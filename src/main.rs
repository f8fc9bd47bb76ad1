use std::sync::Arc;

use tokio::net::TcpListener;
use tokio::sync::Semaphore;
use tracing::info;

use roombook::catalog::{Catalog, Directory, StaticCatalog};
use roombook::config::Config;
use roombook::engine::Engine;
use roombook::{sweeper, wire};

#[tokio::main]
async fn main() -> Result<(), Box<dyn std::error::Error>> {
    tracing_subscriber::fmt::init();

    let config = Config::from_env()?;
    roombook::observability::init(config.metrics_port)?;

    let tls_acceptor =
        roombook::tls::load_tls_acceptor(config.tls_cert.as_deref(), config.tls_key.as_deref())?;

    // Ensure data directory exists
    std::fs::create_dir_all(&config.data_dir)?;

    let catalog = Arc::new(StaticCatalog::load(&config.catalog)?);
    info!(
        "catalog {}: {} resources, {} slots",
        config.catalog.display(),
        catalog.resource_count(),
        catalog.slot_count()
    );
    let directory: Arc<dyn Directory> = catalog.clone();
    let catalog: Arc<dyn Catalog> = catalog;

    let engine = Arc::new(Engine::new(config.wal_path(), catalog)?);
    info!("replayed {} reservations", engine.reservation_count());
    tokio::spawn(sweeper::run_completion_sweeper(engine.clone(), config.sweep_interval));

    let max_connections = config.max_connections;
    let semaphore = Arc::new(Semaphore::new(max_connections));

    let addr = config.addr();
    let listener = TcpListener::bind(&addr).await?;
    info!("roombook listening on {addr}");
    info!("  data_dir: {}", config.data_dir.display());
    info!("  max_connections: {max_connections}");
    info!("  tls: {}", if tls_acceptor.is_some() { "enabled" } else { "disabled" });
    info!(
        "  metrics: {}",
        config
            .metrics_port
            .map_or("disabled".to_string(), |p| format!("http://0.0.0.0:{p}/metrics"))
    );

    // Graceful shutdown: stop accepting on SIGTERM/ctrl-c, drain in-flight connections
    let shutdown = async {
        let ctrl_c = tokio::signal::ctrl_c();
        #[cfg(unix)]
        {
            match tokio::signal::unix::signal(tokio::signal::unix::SignalKind::terminate()) {
                Ok(mut sigterm) => {
                    tokio::select! {
                        _ = ctrl_c => {}
                        _ = sigterm.recv() => {}
                    }
                }
                Err(e) => {
                    tracing::warn!("cannot register SIGTERM handler: {e}");
                    ctrl_c.await.ok();
                }
            }
        }
        #[cfg(not(unix))]
        {
            ctrl_c.await.ok();
        }
    };
    tokio::pin!(shutdown);

    loop {
        tokio::select! {
            result = listener.accept() => {
                let (socket, peer) = match result {
                    Ok(conn) => conn,
                    Err(e) => {
                        tracing::error!("accept error: {e}");
                        continue;
                    }
                };

                let permit = match semaphore.clone().try_acquire_owned() {
                    Ok(permit) => permit,
                    Err(_) => {
                        tracing::warn!("connection limit reached, rejecting {peer}");
                        metrics::counter!(roombook::observability::CONNECTIONS_REJECTED_TOTAL).increment(1);
                        drop(socket);
                        continue;
                    }
                };

                info!("connection from {peer}");
                metrics::counter!(roombook::observability::CONNECTIONS_TOTAL).increment(1);
                metrics::gauge!(roombook::observability::CONNECTIONS_ACTIVE).increment(1.0);
                let engine = engine.clone();
                let directory = directory.clone();
                let pw = config.password.clone();
                let tls = tls_acceptor.clone();

                tokio::spawn(async move {
                    let _permit = permit; // held until connection closes
                    if let Err(e) = wire::process_connection(socket, engine, directory, pw, tls).await {
                        tracing::error!("connection error from {peer}: {e}");
                    }
                    metrics::gauge!(roombook::observability::CONNECTIONS_ACTIVE).decrement(1.0);
                });
            }
            _ = &mut shutdown => {
                info!("shutdown signal received, stopping accept loop");
                break;
            }
        }
    }

    // Wait for in-flight connections to finish (up to 10s)
    info!("draining connections...");
    let drain_deadline = tokio::time::sleep(std::time::Duration::from_secs(10));
    tokio::pin!(drain_deadline);

    loop {
        if semaphore.available_permits() == max_connections {
            info!("all connections drained");
            break;
        }
        tokio::select! {
            _ = &mut drain_deadline => {
                let remaining = max_connections - semaphore.available_permits();
                tracing::warn!("drain timeout, {remaining} connections still open");
                break;
            }
            _ = tokio::time::sleep(std::time::Duration::from_millis(100)) => {}
        }
    }

    info!("roombook stopped");
    Ok(())
}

================================

§ Your instructions
Both end lines included, restate word for word the lines above from the line with "std::fs::create_dir_all(&config.data_dir)?;" to the line with "let engine = Arc::new(Engine::new(config.wal_path(), catalog)?);", and nothing else.

§ Task result
    std::fs::create_dir_all(&config.data_dir)?;

    let catalog = Arc::new(StaticCatalog::load(&config.catalog)?);
    info!(
        "catalog {}: {} resources, {} slots",
        config.catalog.display(),
        catalog.resource_count(),
        catalog.slot_count()
    );
    let directory: Arc<dyn Directory> = catalog.clone();
    let catalog: Arc<dyn Catalog> = catalog;

    let engine = Arc::new(Engine::new(config.wal_path(), catalog)?);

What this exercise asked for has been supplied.